Days earlier, Andrew Ben Ami, assistant secretary of the foundation, said in an interview he would not disclose the source of the charity’s financing at the request of the university.

In another interview before Dr. Gotto agreed to speak, Mr. Mahon, another foundation director, said he did not know the source of the funds.


Note that the Foundation for Lung Cancer: Early Detection, Prevention, & Treatment seems quite obscure. It has no web-site. Its address and email address, as reported by SourceWatch, are for Dr Henschke's office. What it has done other than transfer tobacco money to the research project is unknown.

You just can't make this stuff up.

So we have yet another case which illustrates how pervasive is the web of conflicts of interest that entangles physicians, researchers, academic medical institutions, and industry. Moreover, the web increasingly appears to involve not only industries that make products meant to do patients more good than harm, that is drugs and medical devices, but also industries whose products have no medical use, and even now tobacco, certainly one of the major man-made health scourges.

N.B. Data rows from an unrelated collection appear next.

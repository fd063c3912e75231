use axum::{Router, routing::get};
use storage::Database;

use super::handlers::get_me;

pub fn routes() -> Router<Database> {
    Router::new().route("/me", get(get_me))
}
use sqlx::PgPool;
use storage::{
    dto::athlete::{AthleteDetailResponse, CreateAthleteRequest, UpdateAthleteRequest},
    error::StorageError,
    models::{Athlete, Role},
    repository::{
        AthleteRepository, GoalRepository, MetricRepository, TeamRepository, UserRepository,
    },
    services::{
        authorization::{Permission, Resource},
        goal_progress,
    },
};
use uuid::Uuid;

use crate::error::{ApiResult, WebError};
use crate::middleware::auth::{AuthUser, authorize};

/// List the athletes visible to the caller
pub async fn list_athletes(pool: &PgPool, user: &AuthUser) -> ApiResult<Vec<Athlete>> {
    let repo = AthleteRepository::new(pool);
    Ok(repo.list_visible(user.user_id(), user.0.role).await?)
}

/// Profile with team, session count and goal overview
pub async fn get_athlete(
    pool: &PgPool,
    user: &AuthUser,
    athlete_id: Uuid,
) -> ApiResult<AthleteDetailResponse> {
    let athlete = AthleteRepository::new(pool).find_by_id(athlete_id).await?;
    authorize(user, Permission::ViewAthlete, Resource::Athlete(&athlete))?;

    let team = match athlete.team_id {
        Some(team_id) => match TeamRepository::new(pool).find_by_id(team_id).await {
            Ok(team) => Some(team),
            Err(StorageError::NotFound) => None,
            Err(e) => return Err(e.into()),
        },
        None => None,
    };

    let total_sessions = MetricRepository::new(pool)
        .count_for_athlete(athlete_id)
        .await?;
    let goals = GoalRepository::new(pool)
        .list_by_athlete(athlete_id, None)
        .await?;

    Ok(AthleteDetailResponse {
        athlete: athlete.into(),
        team,
        total_sessions,
        goal_progress: goal_progress::rollup(&goals),
    })
}

/// Create an athlete profile.
///
/// Athletes may only create their own; a coach creating a profile without a
/// coach becomes its coach.
pub async fn create_athlete(
    pool: &PgPool,
    user: &AuthUser,
    req: &CreateAthleteRequest,
) -> ApiResult<Athlete> {
    let target_id = req.user_id.unwrap_or(user.user_id());

    let mut req = req.clone();
    match user.0.role {
        Role::Athlete if target_id != user.user_id() => return Err(WebError::Forbidden),
        Role::Athlete => {
            req.coach_id = None;
            req.team_id = None;
        }
        Role::Coach => {
            req.coach_id.get_or_insert(user.user_id());
        }
        Role::Admin => {}
    }

    let target = UserRepository::new(pool).find_by_id(target_id).await?;
    if target.role != Role::Athlete {
        return Err(WebError::BadRequest(format!(
            "User {} is not an athlete",
            target.user_id
        )));
    }

    let athlete = AthleteRepository::new(pool).create(target_id, &req).await?;

    tracing::info!(
        athlete_id = %athlete.athlete_id,
        created_by = %user.user_id(),
        "Athlete profile created"
    );

    Ok(athlete)
}

/// Update an athlete profile. Only coaches and admins reassign team or coach.
pub async fn update_athlete(
    pool: &PgPool,
    user: &AuthUser,
    athlete_id: Uuid,
    req: &UpdateAthleteRequest,
) -> ApiResult<Athlete> {
    let repo = AthleteRepository::new(pool);
    let existing = repo.find_by_id(athlete_id).await?;
    authorize(user, Permission::ManageAthlete, Resource::Athlete(&existing))?;

    if user.0.role == Role::Athlete && (req.team_id.is_some() || req.coach_id.is_some()) {
        tracing::warn!(%athlete_id, "Athlete attempted to reassign team or coach");
        return Err(WebError::Forbidden);
    }

    let athlete = repo.update(&existing, req).await?;

    tracing::info!(%athlete_id, updated_by = %user.user_id(), "Athlete profile updated");

    Ok(athlete)
}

So this case has actually produced some outrage. Per the New York Times article,



Prominent cancer researchers and journal editors, told of the foundation by The Times, said they were stunned to learn of Dr. Henschke’s association with Liggett. Cigarette makers are so reviled among cancer advocates and researchers that any association with the industry can taint researchers and bar their work from being published.

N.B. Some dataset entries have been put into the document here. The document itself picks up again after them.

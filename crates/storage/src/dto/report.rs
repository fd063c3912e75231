use chrono::{DateTime, Utc};
use serde::{Deserialize, Serialize};
use utoipa::{IntoParams, ToSchema};
use uuid::Uuid;

use super::analytics::{AnalyticsSummary, ReportPeriod};
use super::goal::GoalProgressRollup;
use crate::models::{Athlete, Sport};

#[derive(Debug, Clone, Default, Deserialize, IntoParams)]
#[into_params(parameter_in = Query)]
pub struct ReportQuery {
    pub from: Option<chrono::NaiveDate>,
    pub to: Option<chrono::NaiveDate>,
}

impl ReportQuery {
    pub fn validate(&self) -> Result<(), String> {
        if let (Some(from), Some(to)) = (self.from, self.to)
            && from > to
        {
            return Err("from must not be after to".to_string());
        }
        Ok(())
    }

    pub fn period(&self) -> ReportPeriod {
        ReportPeriod {
            from: self.from,
            to: self.to,
        }
    }
}

/// Who a report is about.
#[derive(Debug, Clone, PartialEq, Serialize, Deserialize, ToSchema)]
pub struct AthleteIdentity {
    pub athlete_id: Uuid,
    pub name: String,
    pub sport: Sport,
    pub position: Option<String>,
    pub jersey_number: Option<i32>,
    pub team_name: Option<String>,
}

impl AthleteIdentity {
    pub fn from_athlete(athlete: &Athlete, team_name: Option<String>) -> Self {
        Self {
            athlete_id: athlete.athlete_id,
            name: athlete.full_name(),
            sport: athlete.sport,
            position: athlete.position.clone(),
            jersey_number: athlete.jersey_number,
            team_name,
        }
    }
}

/// Structured report handed to the document renderer.
#[derive(Debug, Clone, PartialEq, Serialize, Deserialize, ToSchema)]
pub struct Report {
    pub athlete: AthleteIdentity,
    pub period: ReportPeriod,
    pub analytics: AnalyticsSummary,
    pub goal_progress: GoalProgressRollup,
    pub summary: String,
    pub generated_at: DateTime<Utc>,
}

'If you’re using blood money, you need to tell people you’re using blood money,' said Dr. Otis Brawley, chief medical officer of the American Cancer Society. The society gave Dr. Henschke more than $100,000 in grants from 2004 to 2007, money it would not have provided had it known of Liggett’s grants, Dr. Brawley said.


Also,



Dr. Jerome Kassirer, a former editor of The New England Journal of Medicine and the author of a book about conflicts of interest, said he believed that Weill Cornell had created the foundation to hide its receipt of money from a cigarette company. 'You have to ask yourself the question, ‘Why did the tobacco company want to support her research?’' Dr. Kassirer said. 'They want to show that lung cancer is not so bad as everybody thinks because screening can save people; and that’s outrageous.'


The case also illustrates the messiness of relationships among researchers, academic medical leaders, and industry. As Gardiner Harris wrote in the NY Times,



Universities are responsible for policing conflicts of interest and, in many cases, the required disclosures of their faculty. But Weill Cornell shared in the proceeds of Dr. Henschke’s patent and pending patents, and university officials were on the foundation board.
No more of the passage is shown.